### WORK INSTRUCTION
Search the material below for "SuppressionPolicy" and copy every line where it occurs.

[Opening DATA FOR THE TASK section]

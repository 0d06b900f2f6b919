use chrono::{DateTime, Utc};
use diesel::prelude::*;
use uuid::Uuid;

use crate::infra::db::postgres::schema::notifications;

#[derive(Debug, Clone, PartialEq, Identifiable, Selectable, Queryable)]
#[diesel(table_name = notifications)]
pub struct NotificationEntity {
    pub id: Uuid,
    pub recipient_id: Uuid,
    pub notification_type: String,
    pub audience: String,
    pub title: String,
    pub message: String,
    pub link: Option<String>,
    pub entity_type: String,
    pub entity_id: Uuid,
    pub payload: serde_json::Value,
    pub created_at: DateTime<Utc>,
    pub read_at: Option<DateTime<Utc>>,
}

#[derive(Debug, Clone, PartialEq, Insertable)]
#[diesel(table_name = notifications)]
pub struct InsertNotificationEntity {
    pub recipient_id: Uuid,
    pub notification_type: String,
    pub audience: String,
    pub title: String,
    pub message: String,
    pub link: Option<String>,
    pub entity_type: String,
    pub entity_id: Uuid,
    pub payload: serde_json::Value,
    pub created_at: DateTime<Utc>,
}
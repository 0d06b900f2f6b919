mod config;

use anyhow::Result;
use config::ObservabilityConfig;
use tracing::info;
use tracing_subscriber::EnvFilter;
use tracing_subscriber::layer::SubscriberExt;
use tracing_subscriber::util::SubscriberInitExt;

pub use config::ServiceContext;

pub fn init_observability(component: &str) -> Result<ServiceContext> {
    let config = ObservabilityConfig::from_env(component);

    // RUST_LOG wins; otherwise info so diesel/hyper debug noise stays out.
    let env_filter = EnvFilter::try_from_default_env().unwrap_or_else(|_| EnvFilter::new("info"));

    // Local time so `TZ=Asia/Kolkata` shows `+05:30` next to member-facing timestamps.
    let fmt_layer = tracing_subscriber::fmt::layer()
        .with_timer(tracing_subscriber::fmt::time::ChronoLocal::rfc_3339());

    tracing_subscriber::registry()
        .with(fmt_layer)
        .with(env_filter)
        .try_init()?;

    info!(
        service = %config.service_context.service_name,
        environment = %config.service_context.environment,
        component = %config.service_context.component,
        "Observability initialised"
    );

    Ok(config.service_context)
}
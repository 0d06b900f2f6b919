use anyhow::Result;
use async_trait::async_trait;
use chrono::{DateTime, Utc};
use mockall::automock;
use uuid::Uuid;

use crate::domain::entities::notifications::{InsertNotificationEntity, NotificationEntity};
use crate::domain::value_objects::enums::notification_types::NotificationType;

#[automock]
#[async_trait]
pub trait NotificationRepository {
    async fn insert(&self, notification: InsertNotificationEntity) -> Result<NotificationEntity>;

    /// Whether `recipient_id` already has a `notification_type` notification
    /// about `entity_id` created at or after `since`.
    async fn exists_since(
        &self,
        recipient_id: Uuid,
        notification_type: NotificationType,
        entity_id: Uuid,
        since: DateTime<Utc>,
    ) -> Result<bool>;

    async fn list_for_recipient(
        &self,
        recipient_id: Uuid,
        unread_only: bool,
        limit: i64,
    ) -> Result<Vec<NotificationEntity>>;

    async fn mark_read(
        &self,
        recipient_id: Uuid,
        notification_id: Uuid,
        read_at: DateTime<Utc>,
    ) -> Result<bool>;

    async fn mark_all_read(&self, recipient_id: Uuid, read_at: DateTime<Utc>) -> Result<usize>;
}
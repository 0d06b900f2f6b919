use chrono::{DateTime, Utc};
use serde::{Deserialize, Serialize};
use uuid::Uuid;

use crate::domain::entities::subscriptions::SubscriptionEntity;
use crate::domain::value_objects::enums::{
    payment_gateways::PaymentGateway, subscription_statuses::SubscriptionStatus,
};

/// Dates an expiration can be derived from, in the order the evaluator
/// consults them: trial end, next billing, start.
#[derive(Debug, Clone, Copy, Default, PartialEq, Eq)]
pub struct ExpirationAnchors {
    pub started_at: Option<DateTime<Utc>>,
    pub trial_end_at: Option<DateTime<Utc>>,
    pub next_billing_at: Option<DateTime<Utc>>,
}

/// Anchors reported by the payment gateway alongside a status change.
/// Missing values keep whatever the subscription already stores.
#[derive(Debug, Clone, Copy, Default, Serialize, Deserialize, PartialEq, Eq)]
pub struct GatewaySnapshot {
    pub trial_end_at: Option<DateTime<Utc>>,
    pub next_billing_at: Option<DateTime<Utc>>,
}

/// Keyset position for walking expirable subscriptions ordered by
/// `(expiration_at, id)`.
#[derive(Debug, Clone, Copy, PartialEq, Eq)]
pub struct ExpirationCursor {
    pub expiration_at: DateTime<Utc>,
    pub id: Uuid,
}

#[derive(Debug, Serialize)]
pub struct SubscriptionDto {
    pub id: Uuid,
    pub user_id: Uuid,
    pub plan_id: Uuid,
    pub gateway: Option<PaymentGateway>,
    pub status: Option<SubscriptionStatus>,
    pub trial_end_at: Option<DateTime<Utc>>,
    pub next_billing_at: Option<DateTime<Utc>>,
    pub expiration_at: Option<DateTime<Utc>>,
    pub started_at: Option<DateTime<Utc>>,
    pub canceled_at: Option<DateTime<Utc>>,
}

impl From<SubscriptionEntity> for SubscriptionDto {
    fn from(value: SubscriptionEntity) -> Self {
        Self {
            id: value.id,
            user_id: value.user_id,
            plan_id: value.plan_id,
            gateway: PaymentGateway::from_str(&value.gateway),
            status: SubscriptionStatus::from_str(&value.status),
            trial_end_at: value.trial_end_at,
            next_billing_at: value.next_billing_at,
            expiration_at: value.expiration_at,
            started_at: value.started_at,
            canceled_at: value.canceled_at,
        }
    }
}
pub mod axum_http;
pub mod config;
pub mod event_dispatching;
pub mod expiration_sweeping;
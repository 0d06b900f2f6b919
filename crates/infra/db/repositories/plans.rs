use anyhow::Result;
use async_trait::async_trait;
use diesel::prelude::*;
use std::sync::Arc;
use uuid::Uuid;

use crate::{
    domain::{entities::plans::PlanEntity, repositories::plans::PlanRepository},
    infra::db::postgres::{postgres_connection::PgPoolSquad, schema::subscription_plans},
};

pub struct PlanPostgres {
    db_pool: Arc<PgPoolSquad>,
}

impl PlanPostgres {
    pub fn new(db_pool: Arc<PgPoolSquad>) -> Self {
        Self { db_pool }
    }
}

#[async_trait]
impl PlanRepository for PlanPostgres {
    async fn find_by_id(&self, plan_id: Uuid) -> Result<Option<PlanEntity>> {
        let mut conn = Arc::clone(&self.db_pool).get()?;

        let plan = subscription_plans::table
            .find(plan_id)
            .select(PlanEntity::as_select())
            .first::<PlanEntity>(&mut conn)
            .optional()?;

        Ok(plan)
    }
}
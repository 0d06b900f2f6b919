pub mod enums;
pub mod events;
pub mod notifications;
pub mod subscriptions;
pub mod suppression;
use anyhow::Result;
use async_trait::async_trait;
use chrono::{DateTime, Utc};
use diesel::{dsl::exists, insert_into, prelude::*, select, update};
use std::sync::Arc;
use uuid::Uuid;

use crate::{
    domain,
    infra::db::postgres::{postgres_connection::PgPoolSquad, schema::notifications},
};
use domain::{
    entities::notifications::{InsertNotificationEntity, NotificationEntity},
    repositories::notifications::NotificationRepository,
    value_objects::enums::notification_types::NotificationType,
};

pub struct NotificationPostgres {
    db_pool: Arc<PgPoolSquad>,
}

impl NotificationPostgres {
    pub fn new(db_pool: Arc<PgPoolSquad>) -> Self {
        Self { db_pool }
    }
}

#[async_trait]
impl NotificationRepository for NotificationPostgres {
    async fn insert(&self, notification: InsertNotificationEntity) -> Result<NotificationEntity> {
        let mut conn = Arc::clone(&self.db_pool).get()?;

        let result = insert_into(notifications::table)
            .values(&notification)
            .returning(NotificationEntity::as_select())
            .get_result::<NotificationEntity>(&mut conn)?;

        Ok(result)
    }

    async fn exists_since(
        &self,
        recipient_id: Uuid,
        notification_type: NotificationType,
        entity_id: Uuid,
        since: DateTime<Utc>,
    ) -> Result<bool> {
        let mut conn = Arc::clone(&self.db_pool).get()?;

        // Served by the (recipient_id, notification_type, entity_id, created_at) index.
        let found = select(exists(
            notifications::table
                .filter(notifications::recipient_id.eq(recipient_id))
                .filter(notifications::notification_type.eq(notification_type.to_string()))
                .filter(notifications::entity_id.eq(entity_id))
                .filter(notifications::created_at.ge(since)),
        ))
        .get_result::<bool>(&mut conn)?;

        Ok(found)
    }

    async fn list_for_recipient(
        &self,
        recipient_id: Uuid,
        unread_only: bool,
        limit: i64,
    ) -> Result<Vec<NotificationEntity>> {
        let mut conn = Arc::clone(&self.db_pool).get()?;

        let mut query = notifications::table
            .filter(notifications::recipient_id.eq(recipient_id))
            .into_boxed();

        if unread_only {
            query = query.filter(notifications::read_at.is_null());
        }

        let results = query
            .order((notifications::created_at.desc(), notifications::id.desc()))
            .limit(limit)
            .select(NotificationEntity::as_select())
            .load::<NotificationEntity>(&mut conn)?;

        Ok(results)
    }

    async fn mark_read(
        &self,
        recipient_id: Uuid,
        notification_id: Uuid,
        read_at: DateTime<Utc>,
    ) -> Result<bool> {
        let mut conn = Arc::clone(&self.db_pool).get()?;

        let updated = update(notifications::table)
            .filter(notifications::id.eq(notification_id))
            .filter(notifications::recipient_id.eq(recipient_id))
            .filter(notifications::read_at.is_null())
            .set(notifications::read_at.eq(Some(read_at)))
            .execute(&mut conn)?;

        Ok(updated > 0)
    }

    async fn mark_all_read(&self, recipient_id: Uuid, read_at: DateTime<Utc>) -> Result<usize> {
        let mut conn = Arc::clone(&self.db_pool).get()?;

        let updated = update(notifications::table)
            .filter(notifications::recipient_id.eq(recipient_id))
            .filter(notifications::read_at.is_null())
            .set(notifications::read_at.eq(Some(read_at)))
            .execute(&mut conn)?;

        Ok(updated)
    }
}
pub mod default_routers;
pub mod error_responses;
pub mod http_serve;
pub mod internal_auth;
pub mod routers;
use std::str::FromStr;

use anyhow::{Context, Result, bail};
use chrono::Duration;
use memberhub::domain::value_objects::{
    enums::notification_types::NotificationType, suppression::SuppressionPolicy,
};
use url::Url;

use super::config_model::{
    Database, DotEnvyConfig, InternalApi, Notifications, Sweep, WorkerServer,
};

const MAX_BODY_LIMIT_MB: usize = 1024;
const MAX_TIMEOUT_SECS: u64 = 3_600;
const MAX_SWEEP_INTERVAL_SECS: u64 = 7 * 86_400;
const MAX_LEASE_TTL_SECS: i64 = 86_400;
const MAX_SUPPRESSION_WINDOW_MINUTES: i64 = 30 * 24 * 60;

pub fn load() -> Result<DotEnvyConfig> {
    dotenvy::dotenv().ok();
    load_from(|key| std::env::var(key).ok())
}

pub fn load_from(lookup: impl Fn(&str) -> Option<String>) -> Result<DotEnvyConfig> {
    let worker_server = WorkerServer {
        port: required(&lookup, "SERVER_PORT_WORKER")?,
        body_limit_bytes: megabytes(
            "SERVER_BODY_LIMIT",
            optional(&lookup, "SERVER_BODY_LIMIT", 1)?,
        )?,
        timeout: at_most(
            "SERVER_TIMEOUT",
            optional(&lookup, "SERVER_TIMEOUT", 30)?,
            MAX_TIMEOUT_SECS,
        )?,
    };

    let database = Database {
        url: non_empty(&lookup, "DATABASE_URL").context("DATABASE_URL is invalid")?,
        max_connections: optional(&lookup, "DATABASE_MAX_CONNECTIONS", 10)?,
    };

    let internal_api = InternalApi {
        token: non_empty(&lookup, "INTERNAL_API_TOKEN"),
    };

    let sweep = Sweep {
        enabled: optional(&lookup, "SWEEP_ENABLED", true)?,
        interval_secs: at_most(
            "SWEEP_INTERVAL_SECS",
            optional::<u64>(&lookup, "SWEEP_INTERVAL_SECS", 300)?.max(1),
            MAX_SWEEP_INTERVAL_SECS,
        )?,
        batch_size: optional::<i64>(&lookup, "SWEEP_BATCH_SIZE", 100)?.max(1),
        lease_ttl: seconds(
            "SWEEP_LEASE_TTL_SECS",
            optional::<i64>(&lookup, "SWEEP_LEASE_TTL_SECS", 300)?.max(1),
        )?,
    };

    let push_webhook_url = non_empty(&lookup, "PUSH_WEBHOOK_URL")
        .map(|raw| Url::parse(&raw))
        .transpose()
        .context("PUSH_WEBHOOK_URL is invalid")?;

    let notifications = Notifications {
        suppression: load_suppression_policy(&lookup)?,
        push_webhook_url,
        event_queue_capacity: optional::<usize>(&lookup, "EVENT_QUEUE_CAPACITY", 1024)?.max(1),
    };

    Ok(DotEnvyConfig {
        worker_server,
        database,
        internal_api,
        sweep,
        notifications,
    })
}

/// Built-in windows, overridden by `SUPPRESSION_WINDOW_MINUTES_DEFAULT` and
/// `SUPPRESSION_WINDOW_MINUTES_<EVENT_TYPE>` (e.g. `..._VIDEO_UPLOADED`).
/// Setting only the default applies it to every type without its own
/// variable.
pub fn load_suppression_policy(
    lookup: &impl Fn(&str) -> Option<String>,
) -> Result<SuppressionPolicy> {
    let builtin = SuppressionPolicy::default();
    let default_minutes: Option<i64> = parse(lookup, "SUPPRESSION_WINDOW_MINUTES_DEFAULT")?;
    let default_window = match default_minutes {
        Some(value) => minutes("SUPPRESSION_WINDOW_MINUTES_DEFAULT", value)?,
        None => builtin.default_window(),
    };

    let mut policy = SuppressionPolicy::new(default_window);
    for notification_type in NotificationType::ALL {
        let key = format!(
            "SUPPRESSION_WINDOW_MINUTES_{}",
            notification_type.as_str().to_ascii_uppercase()
        );
        let window = match parse::<i64>(lookup, &key)? {
            Some(value) => minutes(&key, value)?,
            None if default_minutes.is_some() => default_window,
            None => builtin.window_for(notification_type),
        };
        policy = policy.with_window(notification_type, window);
    }

    Ok(policy)
}

/// Negative windows collapse to zero, which disables suppression.
fn minutes(key: &str, value: i64) -> Result<Duration> {
    let value = at_most(key, value.max(0), MAX_SUPPRESSION_WINDOW_MINUTES)?;
    Duration::try_minutes(value).with_context(|| format!("{key} is invalid"))
}

fn seconds(key: &str, value: i64) -> Result<Duration> {
    let value = at_most(key, value, MAX_LEASE_TTL_SECS)?;
    Duration::try_seconds(value).with_context(|| format!("{key} is invalid"))
}

fn megabytes(key: &str, value: usize) -> Result<usize> {
    at_most(key, value, MAX_BODY_LIMIT_MB)?
        .checked_mul(1024 * 1024)
        .with_context(|| format!("{key} is invalid"))
}

fn at_most<T>(key: &str, value: T, max: T) -> Result<T>
where
    T: PartialOrd + std::fmt::Display,
{
    if value > max {
        bail!("{key} is invalid: {value} exceeds the maximum of {max}");
    }
    Ok(value)
}

fn non_empty(lookup: &impl Fn(&str) -> Option<String>, key: &str) -> Option<String> {
    lookup(key).and_then(|value| {
        let trimmed = value.trim().to_string();
        (!trimmed.is_empty()).then_some(trimmed)
    })
}

fn parse<T>(lookup: &impl Fn(&str) -> Option<String>, key: &str) -> Result<Option<T>>
where
    T: FromStr,
    T::Err: std::error::Error + Send + Sync + 'static,
{
    non_empty(lookup, key)
        .map(|value| value.parse::<T>())
        .transpose()
        .with_context(|| format!("{key} is invalid"))
}

fn required<T>(lookup: &impl Fn(&str) -> Option<String>, key: &str) -> Result<T>
where
    T: FromStr,
    T::Err: std::error::Error + Send + Sync + 'static,
{
    parse(lookup, key)?.with_context(|| format!("{key} is missing"))
}

fn optional<T>(lookup: &impl Fn(&str) -> Option<String>, key: &str, default: T) -> Result<T>
where
    T: FromStr,
    T::Err: std::error::Error + Send + Sync + 'static,
{
    Ok(parse(lookup, key)?.unwrap_or(default))
}

#[cfg(test)]
mod tests {
    use super::*;
    use std::collections::HashMap;

    fn env(pairs: &[(&str, &str)]) -> impl Fn(&str) -> Option<String> {
        let vars: HashMap<String, String> = pairs
            .iter()
            .map(|(k, v)| (k.to_string(), v.to_string()))
            .collect();
        move |key| vars.get(key).cloned()
    }

    #[test]
    fn loads_defaults_around_required_values() {
        let config = load_from(env(&[
            ("SERVER_PORT_WORKER", "8081"),
            ("DATABASE_URL", "postgres://localhost/memberhub"),
            ("INTERNAL_API_TOKEN", "  "),
        ]))
        .unwrap();

        assert_eq!(config.worker_server.port, 8081);
        assert_eq!(config.worker_server.timeout, 30);
        assert_eq!(config.worker_server.body_limit_bytes, 1024 * 1024);
        assert_eq!(config.sweep.lease_ttl, Duration::minutes(5));
        assert!(config.internal_api.token.is_none());
        assert!(config.sweep.enabled);
        assert_eq!(config.sweep.batch_size, 100);
        assert!(config.notifications.push_webhook_url.is_none());
        assert_eq!(config.notifications.suppression, SuppressionPolicy::default());
    }

    #[test]
    fn missing_port_is_an_error() {
        let err = load_from(env(&[("DATABASE_URL", "postgres://localhost/memberhub")]))
            .unwrap_err();

        assert!(err.to_string().contains("SERVER_PORT_WORKER"));
    }

    #[test]
    fn rejects_garbage_numbers() {
        let err = load_from(env(&[
            ("SERVER_PORT_WORKER", "8081"),
            ("DATABASE_URL", "postgres://localhost/memberhub"),
            ("SWEEP_BATCH_SIZE", "lots"),
        ]))
        .unwrap_err();

        assert!(err.to_string().contains("SWEEP_BATCH_SIZE"));
    }

    #[test]
    fn per_type_window_beats_default_override() {
        let lookup = env(&[
            ("SUPPRESSION_WINDOW_MINUTES_DEFAULT", "3"),
            ("SUPPRESSION_WINDOW_MINUTES_VIDEO_UPLOADED", "0"),
        ]);

        let policy = load_suppression_policy(&lookup).unwrap();

        assert_eq!(
            policy.window_for(NotificationType::VideoUploaded),
            Duration::zero()
        );
        assert_eq!(
            policy.window_for(NotificationType::SubscriptionExpired),
            Duration::minutes(3)
        );
    }

    #[test]
    fn builtin_windows_apply_without_overrides() {
        let policy = load_suppression_policy(&env(&[])).unwrap();

        assert_eq!(
            policy.window_for(NotificationType::SubscriptionCanceled),
            Duration::minutes(10)
        );
        assert_eq!(
            policy.window_for(NotificationType::VideoReviewed),
            Duration::minutes(2)
        );
    }

    #[test]
    fn oversized_suppression_window_is_an_error() {
        let lookup = env(&[(
            "SUPPRESSION_WINDOW_MINUTES_DEFAULT",
            "9223372036854775807",
        )]);

        let err = load_suppression_policy(&lookup).unwrap_err();

        assert!(err.to_string().contains("SUPPRESSION_WINDOW_MINUTES_DEFAULT"));
    }

    #[test]
    fn oversized_per_type_window_is_an_error() {
        let lookup = env(&[("SUPPRESSION_WINDOW_MINUTES_PLAN_ASSIGNED", "99999999")]);

        let err = load_suppression_policy(&lookup).unwrap_err();

        assert!(err.to_string().contains("SUPPRESSION_WINDOW_MINUTES_PLAN_ASSIGNED"));
    }

    #[test]
    fn oversized_durations_and_sizes_are_errors() {
        for (key, value) in [
            ("SWEEP_LEASE_TTL_SECS", "9223372036854775807"),
            ("SWEEP_INTERVAL_SECS", "18446744073709551615"),
            ("SERVER_BODY_LIMIT", "18446744073709551615"),
            ("SERVER_TIMEOUT", "86400"),
        ] {
            let err = load_from(env(&[
                ("SERVER_PORT_WORKER", "8081"),
                ("DATABASE_URL", "postgres://localhost/memberhub"),
                (key, value),
            ]))
            .unwrap_err();

            assert!(err.to_string().contains(key), "{key}: {err}");
        }
    }

    #[test]
    fn lease_ttl_at_the_cap_is_accepted() {
        let config = load_from(env(&[
            ("SERVER_PORT_WORKER", "8081"),
            ("DATABASE_URL", "postgres://localhost/memberhub"),
            ("SWEEP_LEASE_TTL_SECS", "86400"),
            ("SUPPRESSION_WINDOW_MINUTES_DEFAULT", "-5"),
        ]))
        .unwrap();

        assert_eq!(config.sweep.lease_ttl, Duration::days(1));
        assert_eq!(
            config.notifications.suppression.window_for(NotificationType::PlanAssigned),
            Duration::zero()
        );
    }
}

[Closing DATA FOR THE TASK section]

### RESULT
    enums::notification_types::NotificationType, suppression::SuppressionPolicy,
) -> Result<SuppressionPolicy> {
    let builtin = SuppressionPolicy::default();
    let mut policy = SuppressionPolicy::new(default_window);
        assert_eq!(config.notifications.suppression, SuppressionPolicy::default());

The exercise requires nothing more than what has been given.